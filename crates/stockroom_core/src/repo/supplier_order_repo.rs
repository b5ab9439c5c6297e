//! Supplier order repository contract and SQLite implementation.

use crate::model::supplier::SupplierId;
use crate::model::supplier_order::{SupplierOrder, SupplierOrderId};
use crate::repo::{ensure_schema_ready, Repository, RepoResult};
use rusqlite::{params, Connection, Row};

const ORDER_SELECT_SQL: &str =
    "SELECT id, code, supplier_id, ordered_at FROM supplier_orders";

const REQUIRED_COLUMNS: &[&str] = &["id", "code", "supplier_id", "ordered_at"];

/// Repository interface for supplier order persistence and lookups.
pub trait SupplierOrderRepository:
    Repository<Entity = SupplierOrder, Id = SupplierOrderId>
{
    /// All orders referencing the given supplier, in insertion order.
    fn find_all_by_supplier_id(&self, supplier_id: SupplierId) -> RepoResult<Vec<SupplierOrder>>;
}

/// SQLite-backed supplier order repository.
pub struct SqliteSupplierOrderRepository<'conn> {
    conn: &'conn Connection,
}

impl<'conn> SqliteSupplierOrderRepository<'conn> {
    /// Constructs a repository from a migrated/ready connection.
    pub fn try_new(conn: &'conn Connection) -> RepoResult<Self> {
        ensure_schema_ready(conn, "supplier_orders", REQUIRED_COLUMNS)?;
        Ok(Self { conn })
    }
}

impl Repository for SqliteSupplierOrderRepository<'_> {
    type Entity = SupplierOrder;
    type Id = SupplierOrderId;

    fn save(&self, entity: &SupplierOrder) -> RepoResult<SupplierOrder> {
        let id = match entity.id {
            None => {
                self.conn.execute(
                    "INSERT INTO supplier_orders (code, supplier_id, ordered_at)
                     VALUES (?1, ?2, ?3);",
                    params![entity.code.as_str(), entity.supplier_id, entity.ordered_at],
                )?;
                self.conn.last_insert_rowid()
            }
            Some(id) => {
                self.conn.execute(
                    "INSERT INTO supplier_orders (id, code, supplier_id, ordered_at)
                     VALUES (?1, ?2, ?3, ?4)
                     ON CONFLICT (id) DO UPDATE SET
                        code = excluded.code,
                        supplier_id = excluded.supplier_id,
                        ordered_at = excluded.ordered_at;",
                    params![
                        id,
                        entity.code.as_str(),
                        entity.supplier_id,
                        entity.ordered_at,
                    ],
                )?;
                id
            }
        };

        Ok(SupplierOrder {
            id: Some(id),
            ..entity.clone()
        })
    }

    fn find_by_id(&self, id: SupplierOrderId) -> RepoResult<Option<SupplierOrder>> {
        let mut stmt = self
            .conn
            .prepare(&format!("{ORDER_SELECT_SQL} WHERE id = ?1;"))?;
        let mut rows = stmt.query([id])?;
        if let Some(row) = rows.next()? {
            return Ok(Some(parse_order_row(row)?));
        }
        Ok(None)
    }

    fn find_all(&self) -> RepoResult<Vec<SupplierOrder>> {
        let mut stmt = self
            .conn
            .prepare(&format!("{ORDER_SELECT_SQL} ORDER BY id ASC;"))?;
        let mut rows = stmt.query([])?;
        let mut orders = Vec::new();
        while let Some(row) = rows.next()? {
            orders.push(parse_order_row(row)?);
        }
        Ok(orders)
    }

    fn delete_by_id(&self, id: SupplierOrderId) -> RepoResult<()> {
        self.conn
            .execute("DELETE FROM supplier_orders WHERE id = ?1;", [id])?;
        Ok(())
    }
}

impl SupplierOrderRepository for SqliteSupplierOrderRepository<'_> {
    fn find_all_by_supplier_id(&self, supplier_id: SupplierId) -> RepoResult<Vec<SupplierOrder>> {
        let mut stmt = self.conn.prepare(&format!(
            "{ORDER_SELECT_SQL} WHERE supplier_id = ?1 ORDER BY id ASC;"
        ))?;
        let mut rows = stmt.query([supplier_id])?;
        let mut orders = Vec::new();
        while let Some(row) = rows.next()? {
            orders.push(parse_order_row(row)?);
        }
        Ok(orders)
    }
}

fn parse_order_row(row: &Row<'_>) -> RepoResult<SupplierOrder> {
    Ok(SupplierOrder {
        id: Some(row.get("id")?),
        code: row.get("code")?,
        supplier_id: row.get("supplier_id")?,
        ordered_at: row.get("ordered_at")?,
    })
}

**INSTRUCTIONS FOR THE TASK**
Copy the listing exactly as it stands.

**RESULT FOR THIS TASK**
filename crates/stockroom_core/src/repo/supplier_order_repo.rs
repository b5ab9439c5c6297e
//! Supplier order repository contract and SQLite implementation.

use crate::model::supplier::SupplierId;
use crate::model::supplier_order::{SupplierOrder, SupplierOrderId};
use crate::repo::{ensure_schema_ready, Repository, RepoResult};
use rusqlite::{params, Connection, Row};

const ORDER_SELECT_SQL: &str =
    "SELECT id, code, supplier_id, ordered_at FROM supplier_orders";

const REQUIRED_COLUMNS: &[&str] = &["id", "code", "supplier_id", "ordered_at"];

/// Repository interface for supplier order persistence and lookups.
pub trait SupplierOrderRepository:
    Repository<Entity = SupplierOrder, Id = SupplierOrderId>
{
    /// All orders referencing the given supplier, in insertion order.
    fn find_all_by_supplier_id(&self, supplier_id: SupplierId) -> RepoResult<Vec<SupplierOrder>>;
}

/// SQLite-backed supplier order repository.
pub struct SqliteSupplierOrderRepository<'conn> {
    conn: &'conn Connection,
}

impl<'conn> SqliteSupplierOrderRepository<'conn> {
    /// Constructs a repository from a migrated/ready connection.
    pub fn try_new(conn: &'conn Connection) -> RepoResult<Self> {
        ensure_schema_ready(conn, "supplier_orders", REQUIRED_COLUMNS)?;
        Ok(Self { conn })
    }
}

impl Repository for SqliteSupplierOrderRepository<'_> {
    type Entity = SupplierOrder;
    type Id = SupplierOrderId;

    fn save(&self, entity: &SupplierOrder) -> RepoResult<SupplierOrder> {
        let id = match entity.id {
            None => {
                self.conn.execute(
                    "INSERT INTO supplier_orders (code, supplier_id, ordered_at)
                     VALUES (?1, ?2, ?3);",
                    params![entity.code.as_str(), entity.supplier_id, entity.ordered_at],
                )?;
                self.conn.last_insert_rowid()
            }
            Some(id) => {
                self.conn.execute(
                    "INSERT INTO supplier_orders (id, code, supplier_id, ordered_at)
                     VALUES (?1, ?2, ?3, ?4)
                     ON CONFLICT (id) DO UPDATE SET
                        code = excluded.code,
                        supplier_id = excluded.supplier_id,
                        ordered_at = excluded.ordered_at;",
                    params![
                        id,
                        entity.code.as_str(),
                        entity.supplier_id,
                        entity.ordered_at,
                    ],
                )?;
                id
            }
        };

        Ok(SupplierOrder {
            id: Some(id),
            ..entity.clone()
        })
    }

    fn find_by_id(&self, id: SupplierOrderId) -> RepoResult<Option<SupplierOrder>> {
        let mut stmt = self
            .conn
            .prepare(&format!("{ORDER_SELECT_SQL} WHERE id = ?1;"))?;
        let mut rows = stmt.query([id])?;
        if let Some(row) = rows.next()? {
            return Ok(Some(parse_order_row(row)?));
        }
        Ok(None)
    }

    fn find_all(&self) -> RepoResult<Vec<SupplierOrder>> {
        let mut stmt = self
            .conn
            .prepare(&format!("{ORDER_SELECT_SQL} ORDER BY id ASC;"))?;
        let mut rows = stmt.query([])?;
        let mut orders = Vec::new();
        while let Some(row) = rows.next()? {
            orders.push(parse_order_row(row)?);
        }
        Ok(orders)
    }

    fn delete_by_id(&self, id: SupplierOrderId) -> RepoResult<()> {
        self.conn
            .execute("DELETE FROM supplier_orders WHERE id = ?1;", [id])?;
        Ok(())
    }
}

impl SupplierOrderRepository for SqliteSupplierOrderRepository<'_> {
    fn find_all_by_supplier_id(&self, supplier_id: SupplierId) -> RepoResult<Vec<SupplierOrder>> {
        let mut stmt = self.conn.prepare(&format!(
            "{ORDER_SELECT_SQL} WHERE supplier_id = ?1 ORDER BY id ASC;"
        ))?;
        let mut rows = stmt.query([supplier_id])?;
        let mut orders = Vec::new();
        while let Some(row) = rows.next()? {
            orders.push(parse_order_row(row)?);
        }
        Ok(orders)
    }
}

fn parse_order_row(row: &Row<'_>) -> RepoResult<SupplierOrder> {
    Ok(SupplierOrder {
        id: Some(row.get("id")?),
        code: row.get("code")?,
        supplier_id: row.get("supplier_id")?,
        ordered_at: row.get("ordered_at")?,
    })
}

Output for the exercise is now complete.